Why am I talking about all this now?

Because under German law, as one element of the nation’s attempt to make partial atonement for Nazi crimes, those of its citizens who faced persecution under Hitler as well as their descendants, are entitled to claim German nationality.

Who from among the country’s victims would want to become citizens again? Well, a small number always have, apparently. There were about 25 applications a year from Britain until recently. Right now, however, there are 400 in the pipeline.

What’s changed?

Brexit, that’s what’s changed. Jews don’t like being bottled up. It hasn’t worked that well for them in the past. I worked for a while with a Jew who had three passports and the right to a fourth. Why, even I have two. Always good to have a bolthole. Why did I want one? It always struck me as possible Britain would leave the EU and I was keen to make sure I could get back there even if that happened.

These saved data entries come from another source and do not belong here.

//! Saved engine state and wall-clock fast-forward.
//!
//! A snapshot is the whole engine plus the time it was taken. Restoring it
//! advances every running timer by the real time that passed since, using
//! the same reducer as a regular tick.

use chrono::{DateTime, Utc};
use serde::{Deserialize, Serialize};
use tracing::{debug, warn};

use super::engine::TimerEngine;
use crate::error::CoreError;
use crate::events::Event;
use crate::storage::{keys, Database};

#[derive(Debug, Clone, PartialEq, Serialize, Deserialize)]
pub struct Snapshot {
    pub engine: TimerEngine,
    pub saved_at: DateTime<Utc>,
}

impl Snapshot {
    pub fn capture(engine: &TimerEngine, now: DateTime<Utc>) -> Self {
        Self {
            engine: engine.clone(),
            saved_at: now,
        }
    }

    /// Milliseconds between `saved_at` and `now`. A clock that went
    /// backwards counts as no time at all.
    pub fn elapsed_ms(&self, now: DateTime<Utc>) -> u64 {
        (now - self.saved_at).num_milliseconds().max(0) as u64
    }

    /// Fast-forward the saved engine to `now`.
    ///
    /// Stopped timers come back untouched; running timers see a single tick
    /// of the elapsed time, so anything that expired in the meantime reports
    /// its completion events here.
    pub fn restore(self, now: DateTime<Utc>) -> (TimerEngine, Vec<Event>) {
        let elapsed = self.elapsed_ms(now);
        let mut engine = self.engine;
        let events = if elapsed > 0 && engine.any_running() {
            debug!(elapsed, "fast-forwarding restored timers");
            engine.tick(elapsed)
        } else {
            Vec::new()
        };
        (engine, events)
    }

    /// Read the last snapshot. Missing or unreadable data yields `None`.
    pub fn load(db: &Database) -> Option<Self> {
        let raw = match db.kv_get(keys::TIMER_STATES) {
            Ok(raw) => raw?,
            Err(e) => {
                warn!("failed to read timer snapshot: {e}");
                return None;
            }
        };
        match serde_json::from_str(&raw) {
            Ok(snapshot) => Some(snapshot),
            Err(e) => {
                warn!("discarding unreadable timer snapshot: {e}");
                None
            }
        }
    }

    pub fn save(&self, db: &Database) -> Result<(), CoreError> {
        let json = serde_json::to_string(self)?;
        db.kv_set(keys::TIMER_STATES, &json)?;
        Ok(())
    }
}

#[cfg(test)]
mod tests {
    use super::*;
    use crate::timer::{Command, Timer, TimerConfig, TimerKind};
    use chrono::Duration;

    fn running_countdown(ms: u64) -> TimerEngine {
        let mut engine = TimerEngine::new();
        engine.dispatch(Command::Setup(TimerConfig::Countdown { duration_ms: ms }));
        engine.dispatch(Command::Start(TimerKind::Countdown));
        engine
    }

    #[test]
    fn restore_subtracts_hidden_time() {
        let saved_at = Utc::now();
        let snapshot = Snapshot::capture(&running_countdown(60_000), saved_at);
        let (engine, events) = snapshot.restore(saved_at + Duration::seconds(20));
        assert_eq!(engine.get(TimerKind::Countdown).unwrap().display_ms(), 40_000);
        assert!(events.is_empty());
    }

    #[test]
    fn restore_expires_overdue_countdown() {
        let saved_at = Utc::now();
        let snapshot = Snapshot::capture(&running_countdown(5_000), saved_at);
        let (engine, events) = snapshot.restore(saved_at + Duration::seconds(30));
        let Some(Timer::Countdown(cd)) = engine.get(TimerKind::Countdown) else {
            panic!("countdown missing");
        };
        assert_eq!(cd.remaining_ms, 0);
        assert!(cd.is_expired);
        assert!(!cd.is_running);
        assert!(events.iter().any(Event::is_terminal));
    }

    #[test]
    fn clock_skew_counts_as_zero() {
        let saved_at = Utc::now();
        let snapshot = Snapshot::capture(&running_countdown(5_000), saved_at);
        assert_eq!(snapshot.elapsed_ms(saved_at - Duration::seconds(10)), 0);
        let (engine, _) = snapshot.restore(saved_at - Duration::seconds(10));
        assert_eq!(engine.get(TimerKind::Countdown).unwrap().display_ms(), 5_000);
    }

    #[test]
    fn stopped_timers_are_untouched() {
        let mut engine = running_countdown(5_000);
        engine.dispatch(Command::Stop(TimerKind::Countdown));
        let saved_at = Utc::now();
        let (restored, _) =
            Snapshot::capture(&engine, saved_at).restore(saved_at + Duration::seconds(3));
        assert_eq!(restored, engine);
    }

    #[test]
    fn save_and_load_through_database() {
        let db = Database::open_memory().unwrap();
        assert!(Snapshot::load(&db).is_none());
        let snapshot = Snapshot::capture(&running_countdown(1_000), Utc::now());
        snapshot.save(&db).unwrap();
        assert_eq!(Snapshot::load(&db), Some(snapshot));

        db.kv_set(keys::TIMER_STATES, "garbage").unwrap();
        assert!(Snapshot::load(&db).is_none());
    }
}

So when Britain voted to leave, Jews descended from Germans began to wonder whether it might not be time to exercise the rights granted to them by the nation their ancestors fled. After all, today it’s Britain that’s building walls and Germany that is holding a door open.

Beautiful irony, isn’t it? The children and grandchildren of refugees from Germany now turn to that country for refuge.

Which, when you think of it, is a sad indictment of how far Britain has fallen.


Anonymous said...

I haven't even read this through. Why is that, well it's simply because if I despise anything it's the fiction and hate of religion nor thing I have vowed to totally eliminate from my life. It's simply full of hate and distrust, hate and death. Why oh why is man so stunningly niaive? What a twat is mankind.

David Beeson said...

Ah, well, if you had read it through you might have noticed it had nothing whatever to do with religion.

Anonymous said...

Apologies I have now read it through. I am not sure I can agree it has nothing to do with religion which does aperar to be a recurring theme about acseptance, rejection, of Jews and how you feel this interperates into the attitude of different nations actions. The difficult little problem is that reality often contradicts or clashes with ideals. People tend to say what they think they should say or what they believe others want to hear which often doesn't represent their true feelings and beliefs. Such are the pressures of society and modern media.

Claire Finn said...

Hi David
As far as I am aware, all German descendants are entitled to move to Germany. How is this different unless it applies to all Jews, not just descendants of German Jews?